Sivapuram  is a village in Kannur district in the Indian state of Kerala.

Educational institutions

Professional colleges

 St. Thomas College of Engineering and Technology (STM)

Demographics
As of 2011  Census, Sivapuram had a population of 16,047 with 7,651 males and 8,396 females. Sivapuram village has an area of  with 3,495 families residing in it. The average sex ratio was 1097 higher than the state average of 1084. In Sivapuram, 11.5% of the population was under 6 years of age. Sivapuram had an average literacy of 94.1% higher than state average of 94%.

Geographics
Sivapuram is mainly divided into Thazhe Sivapuram and  Meethal Sivapuram (Padupara).
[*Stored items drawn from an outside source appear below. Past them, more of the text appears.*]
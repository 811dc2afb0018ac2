use std::collections::{HashMap, HashSet};
use std::sync::atomic::{AtomicBool, Ordering};
use std::sync::Arc;

use async_trait::async_trait;
use serde_json::Value;
use tokio::sync::RwLock;

use crate::config::DEFAULT_NAMESPACE;
use crate::error::DriverError;
use crate::kubeclient::{resolve_namespace, KubeApiController};
use crate::kubeobjects::ObjectConfiguration;

/// Kinds stored without a namespace.
const CLUSTER_SCOPED_KINDS: &[&str] = &[
    "Namespace",
    "Node",
    "PersistentVolume",
    "StorageClass",
    "ClusterRole",
    "ClusterRoleBinding",
    "CustomResourceDefinition",
];

#[derive(Debug, Clone, PartialEq, Eq, Hash)]
struct ObjectKey {
    api_version: String,
    kind: String,
    // empty for cluster-scoped kinds
    namespace: String,
    name: String,
}

/// In-memory [`KubeApiController`] backed by a `HashMap`.
///
/// Intended for tests and local runs; nothing survives the process. Cloning
/// shares the same object map. [`MemoryApiController::set_offline`] makes
/// every call fail with [`DriverError::Connection`].
#[derive(Clone)]
pub struct MemoryApiController {
    objects: Arc<RwLock<HashMap<ObjectKey, ObjectConfiguration>>>,
    cluster_scoped: Arc<HashSet<String>>,
    default_namespace: String,
    offline: Arc<AtomicBool>,
}

impl MemoryApiController {
    pub fn new() -> Self {
        Self::with_default_namespace(DEFAULT_NAMESPACE)
    }

    pub fn with_default_namespace(default_namespace: impl Into<String>) -> Self {
        MemoryApiController {
            objects: Arc::new(RwLock::new(HashMap::new())),
            cluster_scoped: Arc::new(
                CLUSTER_SCOPED_KINDS.iter().map(|k| k.to_string()).collect(),
            ),
            default_namespace: default_namespace.into(),
            offline: Arc::new(AtomicBool::new(false)),
        }
    }

    pub fn set_offline(&self, offline: bool) {
        self.offline.store(offline, Ordering::SeqCst);
    }

    /// Number of stored objects across all namespaces.
    pub async fn object_count(&self) -> usize {
        self.objects.read().await.len()
    }

    fn check_online(&self) -> Result<(), DriverError> {
        if self.offline.load(Ordering::SeqCst) {
            return Err(DriverError::Connection("cluster unreachable".into()));
        }
        Ok(())
    }

    fn namespaced(&self, kind: &str) -> bool {
        !self.cluster_scoped.contains(kind)
    }

    fn key(&self, api_version: &str, kind: &str, name: &str, namespace: &str) -> ObjectKey {
        ObjectKey {
            api_version: api_version.to_string(),
            kind: kind.to_string(),
            namespace: if self.namespaced(kind) {
                namespace.to_string()
            } else {
                String::new()
            },
            name: name.to_string(),
        }
    }

    /// Key plus the stored form of a submitted object.
    fn prepare(
        &self,
        object: &ObjectConfiguration,
        default_namespace: Option<&str>,
    ) -> Result<(ObjectKey, ObjectConfiguration), DriverError> {
        let (api_version, kind, name) = object.identity()?;
        let namespace = resolve_namespace(object, default_namespace, &self.default_namespace);
        let key = self.key(api_version, kind, name, namespace);

        let mut value = object.as_value().clone();
        if self.namespaced(kind) {
            if let Some(metadata) = value
                .get_mut(ObjectConfiguration::METADATA)
                .and_then(Value::as_object_mut)
            {
                metadata.insert(
                    ObjectConfiguration::NAMESPACE.to_string(),
                    Value::String(key.namespace.clone()),
                );
            }
        }
        Ok((key, ObjectConfiguration::new(value)?))
    }
}

impl Default for MemoryApiController {
    fn default() -> Self {
        Self::new()
    }
}

fn not_found(key: &ObjectKey) -> DriverError {
    DriverError::NotFound {
        kind: key.kind.clone(),
        name: key.name.clone(),
        namespace: key.namespace.clone(),
    }
}

#[async_trait]
impl KubeApiController for MemoryApiController {
    async fn create_object(
        &self,
        object: &ObjectConfiguration,
        default_namespace: Option<&str>,
    ) -> Result<ObjectConfiguration, DriverError> {
        self.check_online()?;
        let (key, stored) = self.prepare(object, default_namespace)?;
        let mut g = self.objects.write().await;
        if g.contains_key(&key) {
            return Err(DriverError::AlreadyExists {
                kind: key.kind,
                name: key.name,
                namespace: key.namespace,
            });
        }
        g.insert(key, stored.clone());
        Ok(stored)
    }

    async fn update_object(
        &self,
        object: &ObjectConfiguration,
        default_namespace: Option<&str>,
    ) -> Result<ObjectConfiguration, DriverError> {
        self.check_online()?;
        let (key, stored) = self.prepare(object, default_namespace)?;
        let mut g = self.objects.write().await;
        match g.get_mut(&key) {
            Some(existing) => {
                *existing = stored.clone();
                Ok(stored)
            }
            None => Err(not_found(&key)),
        }
    }

    async fn read_object(
        &self,
        api_version: &str,
        kind: &str,
        name: &str,
        namespace: Option<&str>,
    ) -> Result<ObjectConfiguration, DriverError> {
        self.check_online()?;
        let key = self.key(
            api_version,
            kind,
            name,
            namespace.unwrap_or(&self.default_namespace),
        );
        self.objects
            .read()
            .await
            .get(&key)
            .cloned()
            .ok_or_else(|| not_found(&key))
    }

    async fn delete_object(
        &self,
        api_version: &str,
        kind: &str,
        name: &str,
        namespace: Option<&str>,
    ) -> Result<(), DriverError> {
        self.check_online()?;
        let key = self.key(
            api_version,
            kind,
            name,
            namespace.unwrap_or(&self.default_namespace),
        );
        match self.objects.write().await.remove(&key) {
            Some(_) => Ok(()),
            None => Err(not_found(&key)),
        }
    }

    async fn is_object_namespaced(
        &self,
        _api_version: &str,
        kind: &str,
    ) -> Result<bool, DriverError> {
        self.check_online()?;
        Ok(self.namespaced(kind))
    }
}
Thazhe Sivapuram is one of the older towns within the trade routes of ancient Kerala and Padupara is famous for tourism, especially the Microme Hill View Point, and its pilgrimages like the Meethal Juma Masjid. This masjid is one of the main Islamic pilgrimages and a point of prominence in Kannur district. The majority of Muslims who follow Sikhaf Waliullahi lived here. His Makkham is also situated in Meethal Sivapuram.

Tourism
There are many tourist destinations in this small village town. The people here are known for their hospitality.
The Microme Hill View Point is the major point of attraction here which is known to be visited by more than a thousand visitors every day.

Transportation
The national highway passes through Kannur town.  Goa and Mumbai can be accessed on the northern side and Cochin and Thiruvananthapuram can be accessed on the southern side.  The road to the east of Iritty connects to Mysore and Bangalore.   The nearest railway station is Kannur on Mangalore-Palakkad line. 
Trains are available to almost all parts of India subject to advance booking over the internet.  There are airports at Mattanur, Mangalore and Calicut. All of them are international airports but direct flights are available only to Middle Eastern countries.